Tuesday, December 16, 2014

Christmas with Royal

With Christmas fast approaching I thought it would be fun to see how Royal advertisements throughout the years reflected this time of family tradition.

We start with some stately pre-war grace. This kind of image makes me think of Natalie Wood in Miracle on 34th Street.

Now on to something that really puts the cheer in the holiday...

...as if you were hoping to make your children juvenile delinquents for Christmas.

Here little Jane and Billy are admiring the fine Christmas gift that will last for years. And they are not even remotely juvenile delinquents. their parents heeded the warning from Life magazine last Christmas.


As we move out of the 1940s into the 1950s the obligatory weird cute/ugly elf makes an appearance. This time, he is shilling a tombstone keyed Royal portable. I can't entirely tell, but is this a new version of Royal's portable?


Now, an advert from September:


I know Santa is magical. That has been made very clear. If Santa is so magical, why is he carrying a typewriter around and sweating? Wiggle your nose and be done with it! Also, that belt Ms. Claus bought Santa is too small. Is she telling him something? 


Santa hat and a typewriter. Genius! Don't over-think it!


Does this look like an angel is loitering and an elf-woman is being mugged? Merry Christmas!


 Look at these hip, young people communicating. Now I want some eggnog.

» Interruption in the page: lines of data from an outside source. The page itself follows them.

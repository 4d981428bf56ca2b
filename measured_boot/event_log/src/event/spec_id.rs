/*
 * Copyright (c) Huawei Technologies Co., Ltd. 2025. All rights reserved.
 * Global Trust Authority is licensed under the Mulan PSL v2.
 * You can use this software according to the terms and conditions of the Mulan PSL v2.
 * You may obtain a copy of Mulan PSL v2 at:
 *     http://license.coscl.org.cn/MulanPSL2
 * THIS SOFTWARE IS PROVIDED ON AN "AS IS" BASIS, WITHOUT WARRANTIES OF ANY KIND, EITHER EXPRESS OR
 * IMPLIED, INCLUDING BUT NOT LIMITED TO NON-INFRINGEMENT, MERCHANTABILITY OR FIT FOR A PARTICULAR
 * PURPOSE.
 * See the Mulan PSL v2 for more details.
 */

//! Spec ID Event Parsing
//!
//! A spec ID event is the payload of the first `EV_NO_ACTION` record of a TCG log. Its
//! signature tells which record layout the rest of the log uses, so the decoders here probe
//! rather than assume: a signature that does not match yields `SpecIdMatch::NotThisFormat`
//! and the reader is put back where the probe started.

use std::io::{Read, Seek};

use crate::byte_reader::{ByteParseable, ByteReader};
use crate::config::{check_limit, DecoderConfig};
use crate::error::EventLogError;
use crate::event::model::{
    digest_size, SpecIdEvent, SpecIdMatch, TcgBiosSpecIdEvent, TcgEfiSpecIdEvent,
    TcgEfiSpecIdEventAlgorithmSize, SPEC_ID_SIGNATURE_SIZE, TCG_BIOS_SPEC_ID_SIGNATURE,
    TCG_EFI_SPEC_ID_SIGNATURE,
};

// algorithmId (2 bytes) + digestSize (2 bytes)
const ALGORITHM_SIZE_ENTRY_SIZE: u64 = 4;

/// Fields shared by both spec ID layouts, directly after the signature
struct SpecIdHeader {
    platform_class: u32,
    spec_version_minor: u8,
    spec_version_major: u8,
    spec_errata: u8,
    uintn_size: u8,
}

impl ByteParseable for SpecIdHeader {
    fn parse_from<R: Read + Seek>(parser: &mut ByteReader<R>) -> Result<Self, EventLogError> {
        Ok(SpecIdHeader {
            platform_class: parser.read_u32()?,
            spec_version_minor: parser.read_u8()?,
            spec_version_major: parser.read_u8()?,
            spec_errata: parser.read_u8()?,
            uintn_size: parser.read_u8()?,
        })
    }
}

impl ByteParseable for TcgEfiSpecIdEventAlgorithmSize {
    /// Parses one `(algorithmId, digestSize)` entry
    ///
    /// Known algorithms must declare the size from the digest table; unknown ids are kept as-is.
    fn parse_from<R: Read + Seek>(parser: &mut ByteReader<R>) -> Result<Self, EventLogError> {
        let algorithm_id: u16 = parser.read_u16()?;
        let declared: u16 = parser.read_u16()?;
        if let Some(expected) = digest_size(algorithm_id) {
            if expected != declared as usize {
                return Err(EventLogError::DigestSizeMismatch {
                    algorithm_id,
                    declared,
                    expected: expected as u16,
                });
            }
        }
        Ok(TcgEfiSpecIdEventAlgorithmSize { algorithm_id, digest_size: declared })
    }
}

/// Read the 16-byte signature and compare it to `expected` with NUL padding trimmed.
///
/// On mismatch the reader is rewound to `start` and `None` is returned.
fn match_signature<R: Read + Seek>(
    reader: &mut ByteReader<R>,
    expected: &str,
) -> Result<Option<String>, EventLogError> {
    let start = reader.position();
    let raw: [u8; SPEC_ID_SIGNATURE_SIZE] = reader.read_array()?;
    let signature = String::from_utf8_lossy(&raw).trim_end_matches('\0').to_string();
    if signature != expected {
        reader.set_position(start)?;
        return Ok(None);
    }
    Ok(Some(signature))
}

/// Decode a legacy spec ID event ("Spec ID Event00") with explicit limits
pub fn parse_tcg_bios_spec_id_event_with_config<R: Read + Seek>(
    reader: &mut ByteReader<R>,
    config: &DecoderConfig,
) -> Result<SpecIdMatch<TcgBiosSpecIdEvent>, EventLogError> {
    let signature = match match_signature(reader, TCG_BIOS_SPEC_ID_SIGNATURE)? {
        Some(signature) => signature,
        None => return Ok(SpecIdMatch::NotThisFormat),
    };

    let header = SpecIdHeader::parse_from(reader)?;
    let vendor_info_size: u8 = reader.read_u8()?;
    check_limit("vendor_info_size", vendor_info_size as u64, config.max_vendor_info_size)?;
    let vendor_info = reader.read_bytes(vendor_info_size as usize)?;

    log::debug!("Decoded legacy spec ID event, platform class {}", header.platform_class);
    Ok(SpecIdMatch::Matched(TcgBiosSpecIdEvent {
        signature,
        platform_class: header.platform_class,
        spec_version_minor: header.spec_version_minor,
        spec_version_major: header.spec_version_major,
        spec_errata: header.spec_errata,
        uintn_size: header.uintn_size,
        vendor_info_size,
        vendor_info,
    }))
}

/// Decode a crypto-agile spec ID event ("Spec ID Event03") with explicit limits
///
/// # Errors
/// * `Truncated` - the algorithm list or vendor info runs past the end of the reader
/// * `ZeroCount` - `numberOfAlgorithms` is zero
/// * `LimitExceeded` - `numberOfAlgorithms` or `vendorInfoSize` is above the configured cap
/// * `DigestSizeMismatch` - a known algorithm declares the wrong digest size
pub fn parse_tcg_efi_spec_id_event_with_config<R: Read + Seek>(
    reader: &mut ByteReader<R>,
    config: &DecoderConfig,
) -> Result<SpecIdMatch<TcgEfiSpecIdEvent>, EventLogError> {
    let signature = match match_signature(reader, TCG_EFI_SPEC_ID_SIGNATURE)? {
        Some(signature) => signature,
        None => return Ok(SpecIdMatch::NotThisFormat),
    };

    let header = SpecIdHeader::parse_from(reader)?;

    let number_of_algorithms: u32 = reader.read_u32()?;
    if number_of_algorithms == 0 {
        return Err(EventLogError::ZeroCount { field: "number_of_algorithms" });
    }
    reader.ensure_available(number_of_algorithms as u64 * ALGORITHM_SIZE_ENTRY_SIZE)?;
    check_limit("number_of_algorithms", number_of_algorithms as u64, config.max_algorithm_count)?;

    let mut digest_sizes: Vec<TcgEfiSpecIdEventAlgorithmSize> = Vec::with_capacity(number_of_algorithms as usize);
    for _ in 0..number_of_algorithms {
        digest_sizes.push(TcgEfiSpecIdEventAlgorithmSize::parse_from(reader)?);
    }

    let vendor_info_size: u32 = reader.read_u32()?;
    reader.ensure_available(vendor_info_size as u64)?;
    check_limit("vendor_info_size", vendor_info_size as u64, config.max_vendor_info_size)?;
    let vendor_info = reader.read_bytes(vendor_info_size as usize)?;

    log::debug!(
        "Decoded crypto agile spec ID event with algorithms {:?}",
        digest_sizes.iter().map(|a| a.algorithm_id).collect::<Vec<_>>()
    );
    Ok(SpecIdMatch::Matched(TcgEfiSpecIdEvent {
        signature,
        platform_class: header.platform_class,
        spec_version_minor: header.spec_version_minor,
        spec_version_major: header.spec_version_major,
        spec_errata: header.spec_errata,
        uintn_size: header.uintn_size,
        number_of_algorithms,
        digest_sizes,
        vendor_info_size,
        vendor_info,
    }))
}

/// Decode a legacy spec ID event using the default limits
pub fn parse_tcg_bios_spec_id_event<R: Read + Seek>(
    reader: &mut ByteReader<R>,
) -> Result<SpecIdMatch<TcgBiosSpecIdEvent>, EventLogError> {
    parse_tcg_bios_spec_id_event_with_config(reader, &DecoderConfig::default())
}

/// Decode a crypto-agile spec ID event using the default limits
pub fn parse_tcg_efi_spec_id_event<R: Read + Seek>(
    reader: &mut ByteReader<R>,
) -> Result<SpecIdMatch<TcgEfiSpecIdEvent>, EventLogError> {
    parse_tcg_efi_spec_id_event_with_config(reader, &DecoderConfig::default())
}

/// Try the crypto-agile layout first, then the legacy one
pub fn probe_spec_id_event<R: Read + Seek>(
    reader: &mut ByteReader<R>,
    config: &DecoderConfig,
) -> Result<SpecIdMatch<SpecIdEvent>, EventLogError> {
    if let SpecIdMatch::Matched(event) = parse_tcg_efi_spec_id_event_with_config(reader, config)? {
        return Ok(SpecIdMatch::Matched(SpecIdEvent::Efi(event)));
    }
    if let SpecIdMatch::Matched(event) = parse_tcg_bios_spec_id_event_with_config(reader, config)? {
        return Ok(SpecIdMatch::Matched(SpecIdEvent::Bios(event)));
    }
    Ok(SpecIdMatch::NotThisFormat)
}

Does it seem like those four fake Santas and one real Santa are judging Royal's manufacturing? I mean, Litton-era typewriters are nothing exciting. Even the copywriter couldn't  muster an overtly positive thing to say about a Litton Royal. "The people who make a variety of good portables." Good portables. Not: great, fantastic, rugged, precision, or quality. Good. Maybe Litton outsourced the copy writing to Portugul along with Sabres.

That was fun. Now, I hope that there is a typewriter under your tree this Christmas.

Friday, October 31, 2014

Ghost Blog Writer


I can hardly believe that it has been nearly two months since my last post. I bet you thought I was a ghost or as my title indicates--a ghost blog writer. My metamorphosis has been greatly exaggerated. I thought I would drop a little Halloween hello to the Typosphere. Here's hoping you have a spooky and safe Halloween.

Friday, August 29, 2014

Very Odd Visual Aids

When you integrate typewriters into a class lesson it makes for some very anachronistic PowerPoint slides.



Thursday, August 28, 2014

The Fingers Fly

A new school year has started. Actually, it's already three weeks old. The honeymoon has worn off and the kids are deep in the study of Beowulf, Hrothgar, and the terrible events at Herot.

This last Tuesday I started the kids on the typewriters. Here are a few pictures.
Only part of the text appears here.